Всю неделю, предшествовавшую спуску на воду «Дитя приливов», Джорон работал более напряженно, чем за всю свою прошлую жизнь. Руки, огрубевшие еще в юности от веревок на рыбацкой лодке, были стерты в кровь. Ноги покрылись мозолями от новых сапог, добавили незнакомую боль, и, когда день подходил к концу, он сразу погружался в сон, из которого его слишком скоро и грубо вырывали, чтобы он занялся вместе с остальной командой «Дитя приливов» выполнением тысячи заданий Миас перед выходом в море.

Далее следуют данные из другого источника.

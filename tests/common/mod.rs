//! Shared fixtures for integration tests
//!
//! [`FixtureEndpoint`] plays the remote SPARQL endpoint: it recognizes the
//! crate's query templates by name, evaluates them against an in-memory
//! graph and records every query it receives.

#![allow(dead_code)]

use std::collections::{BTreeSet, VecDeque};
use std::path::PathBuf;
use std::sync::{Arc, Mutex};

use async_trait::async_trait;
use regex::Regex;

use kgmirror::remote::template_name;
use kgmirror::vocab::{ns, EntityKind, TAXONOMIC_RANK_CLASS};
use kgmirror::{
    Binding, GraphClient, MirrorConfig, Phase, RemoteQueryError, Reporter, Term, Triple, UnexpectedBindingShape,
};

pub fn wd(id: &str) -> Term {
    Term::iri(ns::iri(ns::WD, id))
}

pub fn wdt(p: &str) -> Term {
    Term::iri(ns::iri(ns::WDT, p))
}

fn p(prop: &str) -> Term {
    Term::iri(ns::iri(ns::P, prop))
}

fn ps(prop: &str) -> Term {
    Term::iri(ns::iri(ns::PS, prop))
}

fn pr(prop: &str) -> Term {
    Term::iri(ns::iri(ns::PR, prop))
}

fn derived_from() -> Term {
    Term::iri(ns::iri(ns::PROV, "wasDerivedFrom"))
}

fn rdfs_label() -> Term {
    Term::iri(ns::iri(ns::RDFS, "label"))
}

// ============================================================================
// Remote graph builder
// ============================================================================

/// Remote graph contents, built entity by entity
#[derive(Debug, Clone, Default)]
pub struct FixtureGraph {
    pub triples: Vec<Triple>,
}

impl FixtureGraph {
    pub fn new() -> Self {
        Self::default()
    }

    fn add(&mut self, s: Term, p: Term, o: Term) -> &mut Self {
        self.triples.push(Triple::new(s, p, o));
        self
    }

    /// A compound found in `taxon` according to `reference`, with every
    /// allow-listed compound property
    pub fn compound(&mut self, id: &str, taxon: &str, reference: &str) -> &mut Self {
        self.occurrence(id, taxon, reference);
        let c = wd(id);
        self.add(c.clone(), wdt("P31"), wd("Q11173"))
            .add(c.clone(), wdt("P233"), Term::literal(format!("C{}O", id)))
            .add(c.clone(), wdt("P234"), Term::literal(format!("InChI=1S/{}", id)))
            .add(c.clone(), wdt("P235"), Term::literal(format!("KEY-{}", id)))
            .add(c.clone(), wdt("P274"), Term::literal("C6H12O6"))
            .add(c.clone(), wdt("P2017"), Term::literal(format!("C[{}]O", id)))
            .add(c.clone(), wdt("P703"), wd(taxon))
            // not allow-listed
            .add(c, wdt("P18"), Term::literal("structure.svg"))
    }

    /// An additional compound / taxon / reference statement
    pub fn occurrence(&mut self, compound: &str, taxon: &str, reference: &str) -> &mut Self {
        let st = Term::iri(format!("http://www.wikidata.org/entity/statement/{}-{}-{}", compound, taxon, reference));
        let r = Term::iri(format!("http://www.wikidata.org/reference/{}-{}", compound, reference));
        self.add(wd(compound), p("P703"), st.clone())
            .add(st.clone(), ps("P703"), wd(taxon))
            .add(st, derived_from(), r.clone())
            .add(r, pr("P248"), wd(reference))
    }

    /// A taxon with an optional IRI parent
    pub fn taxon(&mut self, id: &str, parent: Option<&str>) -> &mut Self {
        let t = wd(id);
        self.taxon_common(id);
        if let Some(parent) = parent {
            self.add(t, wdt("P171"), wd(parent));
        }
        self
    }

    /// A taxon whose parent is an "unknown value" blank node
    pub fn taxon_with_blank_parent(&mut self, id: &str) -> &mut Self {
        self.taxon_common(id);
        self.add(wd(id), wdt("P171"), Term::blank(format!("unknown-{}", id)))
    }

    fn taxon_common(&mut self, id: &str) {
        let t = wd(id);
        self.add(t.clone(), wdt("P31"), wd("Q16521"))
            .add(t.clone(), wdt("P105"), wd("Q7432"))
            .add(t.clone(), wdt("P225"), Term::literal(format!("Taxon {}", id)))
            .add(t.clone(), wdt("P685"), Term::literal(format!("ncbi-{}", id)))
            .add(t.clone(), wdt("P846"), Term::literal(format!("gbif-{}", id)))
            .add(t.clone(), wdt("P9157"), Term::literal(format!("ott-{}", id)))
            .add(t, wdt("P373"), Term::literal("commons category"));
    }

    /// A bibliographic reference with every allow-listed property
    pub fn reference(&mut self, id: &str) -> &mut Self {
        let r = wd(id);
        self.add(r.clone(), wdt("P31"), wd("Q13442814"))
            .add(r.clone(), wdt("P1476"), Term::lang_literal(format!("On {}", id), "en"))
            .add(r.clone(), wdt("P356"), Term::literal(format!("10.1000/{}", id)))
            .add(
                r.clone(),
                wdt("P577"),
                Term::typed_literal("2001-01-01T00:00:00Z", "http://www.w3.org/2001/XMLSchema#dateTime"),
            )
            .add(r, wdt("P698"), Term::literal(format!("pm-{}", id)))
    }

    /// A taxonomic rank item
    pub fn rank(&mut self, id: &str, label: &str) -> &mut Self {
        self.add(wd(id), wdt("P31"), wd(TAXONOMIC_RANK_CLASS))
            .add(wd(id), rdfs_label(), Term::lang_literal(label, "en"))
            .add(wd(id), rdfs_label(), Term::lang_literal(format!("{} (fr)", label), "fr"))
    }

    pub fn build(&self) -> Arc<FixtureEndpoint> {
        Arc::new(FixtureEndpoint::new(self.triples.clone()))
    }
}

/// Five compounds C1..C5 in taxa T1..T5, each cited by its own reference.
///
/// Parent links: T1 -> G1 -> F1, T2 -> G1, T4 -> G2 -> F1, T5 -> G2, and T3
/// has an unknown (blank node) parent.
pub fn lotus_graph() -> FixtureGraph {
    let mut g = FixtureGraph::new();
    for i in 1..=5 {
        g.compound(&format!("C{}", i), &format!("T{}", i), &format!("R{}", i))
            .reference(&format!("R{}", i));
    }
    g.taxon("T1", Some("G1"))
        .taxon("T2", Some("G1"))
        .taxon_with_blank_parent("T3")
        .taxon("T4", Some("G2"))
        .taxon("T5", Some("G2"))
        .taxon("G1", Some("F1"))
        .taxon("G2", Some("F1"))
        .taxon("F1", None)
        .rank("Q7432", "species")
        .rank("Q34740", "genus");
    g
}

// ============================================================================
// Fixture endpoint
// ============================================================================

pub struct FixtureEndpoint {
    graph: Vec<Triple>,
    queries: Mutex<Vec<String>>,
    id_values: Regex,
    predicate_values: Regex,
    iri: Regex,
}

impl FixtureEndpoint {
    pub fn new(graph: Vec<Triple>) -> Self {
        FixtureEndpoint {
            graph,
            queries: Mutex::new(Vec::new()),
            id_values: Regex::new(r"VALUES \?id \{([^}]*)\}").unwrap(),
            predicate_values: Regex::new(r"VALUES \?p \{([^}]*)\}").unwrap(),
            iri: Regex::new(r"<([^>]+)>").unwrap(),
        }
    }

    /// Every query received so far
    pub fn queries(&self) -> Vec<String> {
        self.queries.lock().unwrap().clone()
    }

    /// Queries received for one template
    pub fn queries_named(&self, name: &str) -> Vec<String> {
        self.queries()
            .into_iter()
            .filter(|q| template_name(q) == Some(name))
            .collect()
    }

    /// Identifiers substituted into a rendered query
    pub fn ids_in(&self, query: &str) -> Vec<Term> {
        self.values(&self.id_values, query)
    }

    fn values(&self, clause: &Regex, query: &str) -> Vec<Term> {
        clause
            .captures(query)
            .map(|c| {
                self.iri
                    .captures_iter(&c[1])
                    .map(|i| Term::iri(i[1].to_string()))
                    .collect()
            })
            .unwrap_or_default()
    }

    fn objects(&self, s: &Term, p: &Term) -> Vec<Term> {
        self.graph
            .iter()
            .filter(|t| &t.subject == s && &t.predicate == p)
            .map(|t| t.object.clone())
            .collect()
    }

    /// (compound, statement node, taxon, reference node, reference) joins
    fn occurrences(&self) -> Vec<[Term; 5]> {
        let mut out = Vec::new();
        for t in self.graph.iter().filter(|t| t.predicate == p("P703")) {
            for taxon in self.objects(&t.object, &ps("P703")) {
                for r in self.objects(&t.object, &derived_from()) {
                    for reference in self.objects(&r, &pr("P248")) {
                        out.push([t.subject.clone(), t.object.clone(), taxon.clone(), r.clone(), reference]);
                    }
                }
            }
        }
        out
    }

    fn bad_request(message: &str) -> RemoteQueryError {
        RemoteQueryError::Status {
            endpoint: "fixture".into(),
            status: 400,
            body: message.into(),
        }
    }
}

#[async_trait]
impl GraphClient for FixtureEndpoint {
    async fn construct(&self, query: &str) -> Result<Vec<Triple>, RemoteQueryError> {
        self.queries.lock().unwrap().push(query.to_string());

        let triples: BTreeSet<Triple> = match template_name(query) {
            Some("compound-taxon-reference") => self
                .occurrences()
                .into_iter()
                .flat_map(|[c, st, taxon, r, reference]| {
                    vec![
                        Triple::new(c, p("P703"), st.clone()),
                        Triple::new(st.clone(), ps("P703"), taxon),
                        Triple::new(st, derived_from(), r.clone()),
                        Triple::new(r, pr("P248"), reference),
                    ]
                })
                .collect(),
            Some("taxonomic-ranks") => {
                let ranks: Vec<Term> = self
                    .graph
                    .iter()
                    .filter(|t| t.predicate == wdt("P31") && t.object == wd(TAXONOMIC_RANK_CLASS))
                    .map(|t| t.subject.clone())
                    .collect();
                self.graph
                    .iter()
                    .filter(|t| ranks.contains(&t.subject))
                    .filter(|t| {
                        t.predicate == wdt("P31")
                            || (t.predicate == rdfs_label()
                                && t.object.as_literal().and_then(|l| l.language()) == Some("en"))
                    })
                    .cloned()
                    .collect()
            }
            Some("taxon-properties") | Some("compound-properties") | Some("reference-properties") => {
                let ids = self.ids_in(query);
                let predicates = self.values(&self.predicate_values, query);
                self.graph
                    .iter()
                    .filter(|t| ids.contains(&t.subject) && predicates.contains(&t.predicate))
                    .cloned()
                    .collect()
            }
            _ => return Err(Self::bad_request("unknown CONSTRUCT template")),
        };

        Ok(triples.into_iter().collect())
    }

    async fn select(&self, query: &str) -> Result<Vec<Binding>, RemoteQueryError> {
        self.queries.lock().unwrap().push(query.to_string());

        let terms: BTreeSet<Term> = match template_name(query) {
            Some("discover-compounds") => self.occurrences().into_iter().map(|[c, ..]| c).collect(),
            Some("parent-taxa") => {
                // wdt:P171* from every id, zero-length path included
                let mut reached = BTreeSet::new();
                let mut queue: VecDeque<Term> = self.ids_in(query).into();
                while let Some(node) = queue.pop_front() {
                    if !reached.insert(node.clone()) {
                        continue;
                    }
                    queue.extend(self.objects(&node, &wdt("P171")));
                }
                reached
            }
            _ => return Err(Self::bad_request("unknown SELECT template")),
        };

        let variable = match template_name(query) {
            Some("discover-compounds") => "compound",
            _ => "parent",
        };
        Ok(terms.into_iter().map(|t| Binding::new().with(variable, t)).collect())
    }
}

// ============================================================================
// Reporter and config helpers
// ============================================================================

/// Reporter that records what it is told
#[derive(Default)]
pub struct RecordingReporter {
    pub phases: Mutex<Vec<Phase>>,
    pub warnings: Mutex<Vec<UnexpectedBindingShape>>,
    pub commits: Mutex<usize>,
}

impl RecordingReporter {
    pub fn new() -> Arc<Self> {
        Arc::new(Self::default())
    }

    pub fn warnings(&self) -> Vec<UnexpectedBindingShape> {
        self.warnings.lock().unwrap().clone()
    }

    pub fn phases(&self) -> Vec<Phase> {
        self.phases.lock().unwrap().clone()
    }
}

impl Reporter for RecordingReporter {
    fn phase(&self, phase: Phase) {
        self.phases.lock().unwrap().push(phase);
    }

    fn progress(&self, _label: &str, _done: usize, _total: usize) {}

    fn warning(&self, warning: &UnexpectedBindingShape) {
        self.warnings.lock().unwrap().push(warning.clone());
    }

    fn committed(&self, _batch_len: usize, _inserted: usize, _total: usize) {
        *self.commits.lock().unwrap() += 1;
    }
}

/// Config pointing at a fresh store inside `dir`
pub fn test_config(dir: &tempfile::TempDir) -> MirrorConfig {
    let mut config = MirrorConfig::default();
    config.store.path = store_path(dir);
    config.endpoint.url = "http://fixture.invalid/sparql".into();
    config.mirror.channel_capacity = 2;
    config.mirror.retry_backoff_ms = 1;
    config
}

pub fn store_path(dir: &tempfile::TempDir) -> PathBuf {
    dir.path().join("mirror.sqlite")
}

/// Allow-listed predicates of a kind, as terms
pub fn allowed(kind: EntityKind) -> Vec<Term> {
    kind.allowed_predicates().into_iter().map(Term::iri).collect()
}
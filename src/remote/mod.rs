//! Remote graph access
//!
//! The pipeline only ever asks two things of the remote service: evaluate a
//! CONSTRUCT and hand back triples, or evaluate a SELECT and hand back rows.
//! [`GraphClient`] is that seam. [`SparqlClient`] implements it over HTTP;
//! tests implement it with an in-memory fixture.

use async_trait::async_trait;
use fnv::FnvHashMap;

use crate::error::{FoundKind, RemoteQueryError, UnexpectedBindingShape};
use crate::term::{Iri, Term, Triple};

mod http;
mod results;
mod sparql;

pub use http::{create_client, HttpClientConfig};
pub use results::parse_select_results;
pub use sparql::SparqlClient;

/// Prefix of the comment line that names a query
pub const NAME_MARKER: &str = "#kgmirror:";

/// Name from a query's leading `#kgmirror:<name>` line, if it has one
pub fn template_name(query: &str) -> Option<&str> {
    query.lines().next()?.trim().strip_prefix(NAME_MARKER)
}

/// A read-only SPARQL endpoint
///
/// Calls are issued one at a time by the caller; implementations do not need
/// to handle concurrent requests from the same run.
#[async_trait]
pub trait GraphClient: Send + Sync {
    /// Evaluate a CONSTRUCT query
    async fn construct(&self, query: &str) -> Result<Vec<Triple>, RemoteQueryError>;

    /// Evaluate a SELECT query
    async fn select(&self, query: &str) -> Result<Vec<Binding>, RemoteQueryError>;
}

/// One result row of a SELECT query
#[derive(Debug, Clone, Default, PartialEq, Eq)]
pub struct Binding {
    values: FnvHashMap<String, Term>,
}

impl Binding {
    pub fn new() -> Self {
        Self::default()
    }

    pub fn insert(&mut self, variable: impl Into<String>, term: Term) {
        self.values.insert(variable.into(), term);
    }

    pub fn with(mut self, variable: impl Into<String>, term: Term) -> Self {
        self.insert(variable, term);
        self
    }

    pub fn get(&self, variable: &str) -> Option<&Term> {
        self.values.get(variable)
    }

    pub fn len(&self) -> usize {
        self.values.len()
    }

    pub fn is_empty(&self) -> bool {
        self.values.is_empty()
    }

    /// Coerce an identifier column to an [`Iri`]
    ///
    /// `query` names the template the row came from and only feeds the error.
    pub fn iri(&self, variable: &str, query: &str) -> Result<Iri, UnexpectedBindingShape> {
        match self.values.get(variable) {
            Some(Term::Iri(iri)) => Ok(iri.clone()),
            Some(other) => Err(UnexpectedBindingShape {
                query: query.to_string(),
                variable: variable.to_string(),
                found: FoundKind::Term(other.kind()),
                value: Some(other.to_string()),
            }),
            None => Err(UnexpectedBindingShape {
                query: query.to_string(),
                variable: variable.to_string(),
                found: FoundKind::Unbound,
                value: None,
            }),
        }
    }
}

impl FromIterator<(String, Term)> for Binding {
    fn from_iter<I: IntoIterator<Item = (String, Term)>>(iter: I) -> Self {
        Binding {
            values: iter.into_iter().collect(),
        }
    }
}

#[cfg(test)]
mod tests {
    use super::*;
    use crate::term::TermKind;

    #[test]
    fn test_template_name_from_first_line() {
        assert_eq!(template_name("#kgmirror:parent-taxa\nSELECT ?parent"), Some("parent-taxa"));
        assert_eq!(template_name("SELECT ?s\n#kgmirror:parent-taxa"), None);
        assert_eq!(template_name(""), None);
    }

    #[test]
    fn test_iri_coercion() {
        let row = Binding::new().with("compound", Term::iri("http://www.wikidata.org/entity/Q312266"));
        let iri = row.iri("compound", "discover-compounds").unwrap();
        assert_eq!(iri.as_str(), "http://www.wikidata.org/entity/Q312266");
    }

    #[test]
    fn test_blank_node_is_rejected() {
        let row = Binding::new().with("parent", Term::blank("t123"));
        let err = row.iri("parent", "parent-taxa").unwrap_err();
        assert_eq!(err.found, FoundKind::Term(TermKind::BlankNode));
        assert_eq!(err.value.as_deref(), Some("_:t123"));
        assert_eq!(err.query, "parent-taxa");
    }

    #[test]
    fn test_unbound_is_rejected() {
        let row = Binding::new();
        let err = row.iri("parent", "parent-taxa").unwrap_err();
        assert_eq!(err.found, FoundKind::Unbound);
    }
}
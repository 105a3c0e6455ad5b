// Field coercion: turns free-form text typed at a prompt into a decision
// about a field slot. Both functions are pure.

use crate::book::{Field, FieldValue};

/// Outcome of interpreting one line of input against a field.
#[derive(Debug, Clone, PartialEq, Eq)]
pub enum Edit {
    /// Leave the field as it is.
    Skip,
    /// Replace the field. `None` clears it to null.
    Set(Option<FieldValue>),
}

impl Edit {
    pub fn should_update(&self) -> bool {
        matches!(self, Edit::Set(_))
    }
}

/// Decide how an update prompt's raw input applies to a field's current value.
///
/// Only an exactly empty line or a single space skips; any other input
/// is trimmed before interpretation. A field currently holding an integer
/// keeps integers when the input parses, but non-numeric input is stored
/// as text rather than rejected.
pub fn decide(current: Option<&FieldValue>, raw: &str) -> Edit {
    if raw.is_empty() || raw == " " {
        return Edit::Skip;
    }

    let candidate = raw.trim();
    if is_null(candidate) {
        return Edit::Set(None);
    }

    if let Some(FieldValue::Int(_)) = current {
        return match candidate.parse::<i64>() {
            Ok(n) => Edit::Set(Some(FieldValue::Int(n))),
            Err(_) => Edit::Set(Some(FieldValue::text(candidate))),
        };
    }

    if looks_like_integer(candidate) {
        // Digit runs too long for i64 fall through to text.
        if let Ok(n) = candidate.parse::<i64>() {
            return Edit::Set(Some(FieldValue::Int(n)));
        }
    }

    Edit::Set(Some(FieldValue::text(candidate)))
}

/// Coerce the input given for a field while a new book is being added.
///
/// Blank or `null` input leaves the field absent. Numeric fields keep only
/// a valid integer; anything else becomes absent.
pub fn for_new(field: Field, raw: &str) -> Option<FieldValue> {
    let candidate = raw.trim();
    if candidate.is_empty() || is_null(candidate) {
        return None;
    }

    if field.is_numeric() {
        candidate.parse::<i64>().ok().map(FieldValue::Int)
    } else {
        Some(FieldValue::text(candidate))
    }
}

fn is_null(candidate: &str) -> bool {
    candidate.eq_ignore_ascii_case("null")
}

/// Optional leading `-` followed by at least one ASCII digit and nothing else.
fn looks_like_integer(candidate: &str) -> bool {
    let digits = candidate.strip_prefix('-').unwrap_or(candidate);
    !digits.is_empty() && digits.bytes().all(|b| b.is_ascii_digit())
}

Однако работа не казалась ему унылой. Джорон находил необычное утешение от того, что находился рядом с мастером костей Коксвардом, довольно странным, как и сказала Миас, упрямым и часто нетерпеливым, но явно любившим свое ремесло, а на то, как он обращался с костями корабля, было приятно смотреть. Джорон постепенно начал испытывать теплые чувства к Мевансу и членам команды старого корабля Миас, которые сумели найти весьма непростые способы, чтобы попасть на «Дитя приливов». К тем, кому она могла доверять, Миас добавила Эйлерина, курсера, Барли и Фарис из своей исходной команды и еще несколько человек, чьих имен Джорон не знал, пока, но дал себе слово, что обязательно их запомнит.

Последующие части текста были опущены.